On Jul 11, 2:05 am, Billy Rose wrote:

Seeing as healthy garden soil is about 20% - 30% clay do you want to
expand on your view of colloidal clay?
--
Billyhttp://angryarab.blogspot.com/


The paper doesn't mention clay colloids nor the effect of soil on the
nutritional value of vegetables. I am sorry I don't understand what
you are getting at - what do you have in mind Billy?


David


From our previous conversation, I got the feeing that there was more you
wanted to say about your plots or fields, as if there was a uniqueness
that was instructive in them. Maybe not.


Well my place is nowhere near unique but moving here and adapting to
it was instructive for me and I thought that talking about the role of
colloids in soil chemistry might be instructive to others.

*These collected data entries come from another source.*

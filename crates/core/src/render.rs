//! Status rendering.
//!
//! [`Renderer::render`] is a pure function of the ledger and the current
//! instant. It produces a [`StatusView`] that the Discord layer turns into
//! an embed; no formatting for a particular platform happens here.

use chrono::{DateTime, Datelike, Duration, NaiveDate, Weekday};
use chrono_tz::Tz;
use serde::Serialize;

use crate::models::ledger::SlotLedger;
use crate::models::resource::{ResourceId, ResourceRegistry};
use crate::models::slot::SlotTime;

const URGENT_MINUTES: i64 = 30;
const WARNING_MINUTES: i64 = 60;

/// How soon a slot frees up.
#[derive(Debug, Clone, Copy, PartialEq, Eq, Serialize)]
#[serde(rename_all = "snake_case")]
pub enum Urgency {
    /// 30 minutes or less left, including slots already past.
    Urgent,
    /// Between 30 and 60 minutes left.
    Warning,
    Normal,
}

impl Urgency {
    pub fn from_remaining(remaining: Duration) -> Self {
        if remaining <= Duration::minutes(URGENT_MINUTES) {
            Self::Urgent
        } else if remaining <= Duration::minutes(WARNING_MINUTES) {
            Self::Warning
        } else {
            Self::Normal
        }
    }

    pub fn from_minutes(minutes: i64) -> Self {
        Self::from_remaining(Duration::minutes(minutes))
    }
}

#[derive(Debug, Clone, PartialEq, Eq, Serialize)]
pub struct NearestSlot {
    pub resource: ResourceId,
    pub end_time: SlotTime,
}

#[derive(Debug, Clone, PartialEq, Eq, Serialize)]
pub struct SlotLine {
    pub resource: ResourceId,
    pub end_time: SlotTime,
    pub holder: String,
    pub urgency: Urgency,
    /// Whole minutes until the end time; negative once it has passed.
    pub remaining_minutes: i64,
}

#[derive(Debug, Clone, PartialEq, Eq, Serialize)]
pub struct DayGroup {
    pub date: NaiveDate,
    pub is_today: bool,
    /// Ordered by end time, then resource number.
    pub slots: Vec<SlotLine>,
}

impl DayGroup {
    pub fn weekday(&self) -> Weekday {
        self.date.weekday()
    }
}

/// Everything the shared status message shows.
#[derive(Debug, Clone, PartialEq, Eq, Serialize)]
pub struct StatusView {
    pub total_slots: usize,
    pub today_has_slots: bool,
    pub nearest: Option<NearestSlot>,
    /// One group per ledger date, ascending.
    pub days: Vec<DayGroup>,
    pub rendered_at: DateTime<Tz>,
}

/// Resource pool occupancy for the private status check.
#[derive(Debug, Clone, Copy, PartialEq, Eq, Serialize)]
pub struct StatusCounts {
    pub total: usize,
    pub used: usize,
    pub free: usize,
}

#[derive(Debug, Clone, Copy)]
pub struct Renderer {
    tz: Tz,
}

impl Renderer {
    pub fn new(tz: Tz) -> Self {
        Self { tz }
    }

    pub fn timezone(&self) -> Tz {
        self.tz
    }

    pub fn render(&self, ledger: &SlotLedger, now: &DateTime<Tz>) -> StatusView {
        let now = now.with_timezone(&self.tz);
        let today = now.date_naive();
        let current = now.naive_local();

        let nearest = ledger.nearest_upcoming(&now).map(|slot| NearestSlot {
            resource: slot.resource,
            end_time: slot.end_time,
        });

        let days = ledger
            .days()
            .map(|(date, slots)| {
                let mut lines: Vec<SlotLine> = slots
                    .iter()
                    .map(|slot| {
                        let remaining = date.and_time(slot.end_time.to_naive()) - current;
                        SlotLine {
                            resource: slot.resource,
                            end_time: slot.end_time,
                            holder: slot.holder.clone(),
                            urgency: Urgency::from_remaining(remaining),
                            remaining_minutes: remaining.num_minutes(),
                        }
                    })
                    .collect();
                lines.sort_by_key(|line| (line.end_time, line.resource));

                DayGroup {
                    date,
                    is_today: date == today,
                    slots: lines,
                }
            })
            .collect();

        StatusView {
            total_slots: ledger.total_count(),
            today_has_slots: !ledger.slots_on(today).is_empty(),
            nearest,
            days,
            rendered_at: now,
        }
    }

    /// Occupancy of the registered pool.
    ///
    /// `used` counts every resource the ledger holds, registered or not,
    /// so `free` is clamped at zero.
    pub fn status_counts(registry: &ResourceRegistry, ledger: &SlotLedger) -> StatusCounts {
        let total = registry.size();
        let used = ledger.used_resources().len();
        StatusCounts {
            total,
            used,
            free: total.saturating_sub(used),
        }
    }
}
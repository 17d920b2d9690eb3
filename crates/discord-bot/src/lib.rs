use eyre::Result;
use rfslot_core::clock::SystemClock;
use rfslot_db::DataDir;
use serenity::{Client, prelude::GatewayIntents};
use std::sync::Arc;
use tracing::info;

pub mod components;
pub mod config;
pub mod format;
pub mod handlers;
pub mod publisher;
pub mod service;

/// Start the Discord bot with the provided configuration and storage.
///
/// Builds the [`service::SlotDesk`] over the JSON documents in `data_dir`
/// and runs the gateway client until it disconnects or fails.
///
/// # Arguments
///
/// * `config` - The bot configuration containing token, channel and zone
/// * `data_dir` - Directory holding the persisted documents
///
/// # Returns
///
/// * `Ok(())` if the bot shut down gracefully
/// * `Err` if an error occurred during initialization or operation
pub async fn start_bot(config: config::BotConfig, data_dir: DataDir) -> Result<()> {
    info!("Starting Discord bot (zone {})", config.timezone);

    let clock = Arc::new(SystemClock::new(config.timezone));
    let desk = Arc::new(service::SlotDesk::from_data_dir(&data_dir, clock));

    // Create a new Discord client
    let handler = handlers::Handler::new(config.clone(), desk);

    // Configure the client
    let mut client = Client::builder(&config.token, GatewayIntents::non_privileged())
        .event_handler(handler)
        .await?;

    // Start the client
    info!("Connecting to Discord...");
    client.start().await?;

    Ok(())
}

Any feel for the sand, silt, clay composition of you garden? (If that is
the right term. I never did know the magnitude of your farming/gardening
efforts.) What do you grow?


Until 4 years ago I spent 25 years on a suburban block that was in
sandstone country, in a maritime warm temperate climate, very mild.
The soil was from zero to 4ft deep where you ran into the bedrock
sandstone. The soil there was dirty sand with a few small rocks. It
was on a slope near the top of a hill and you could pour water on to
it and it would be dry within 2 days. To start with I had to add
fertiliser frequently just to support low-medium intensity growing. I
spent my time begging and buying organic matter to dig in and improve
the water and nutrient holding capacity. In this situation there was
almost zero clay, I was relying on organic colloids to bind the
nutrient ions. After 25 years it didn't look too bad. But I never had
a problem with waterlogging!

The last 4 years I have been on 50 acres on the banks of a creek that
has pretensions of being a river sometimes, the climate is much
harsher. We get hard frost in winter but not ice or snow and it gets
very hot in summer, often 95F and up to 107F. The bottom land where I
am is a sedimentary basin containing coal and other layers. The
bedrock (mudstone) at my place is 4ft to 15ft down. Then there is
smectitic clay, yellow-brown, plastic when wet and like rock when
dry. Thanks to the river there is about 4-6in of topsoil which is
nearly black clay silt. It would be something like equal parts clay,
larger particles and organic matter. It doesn't drain particlarly
well but does permit infiltration. Without this topsoil I would have
nothing of value.

Most of the land was cleared over 100 years ago and was good enough
for dairy farming. Now I agist a big slice to a neighbour who runs
beef cattle and I run horses on the "home" paddock of 12 acres. Here
I am planting trees and shrubs by the hundred (the species would only
mean something to those who know Australian natives), we have an
orchard of 50 trees (oranges, lemons, limes, cumquat, apples, pears,
quince, medlar, plums, peaches, apricots, nectarines, feijoas,
hazlenuts, mulberry, persimons) an ornamental garden and a vege garden
each about 1000 sq ft. I irrigate the gardens from the river except
in severe drought when it stops flowing (there is a dam for backup),
or in flood when you watch things going under water.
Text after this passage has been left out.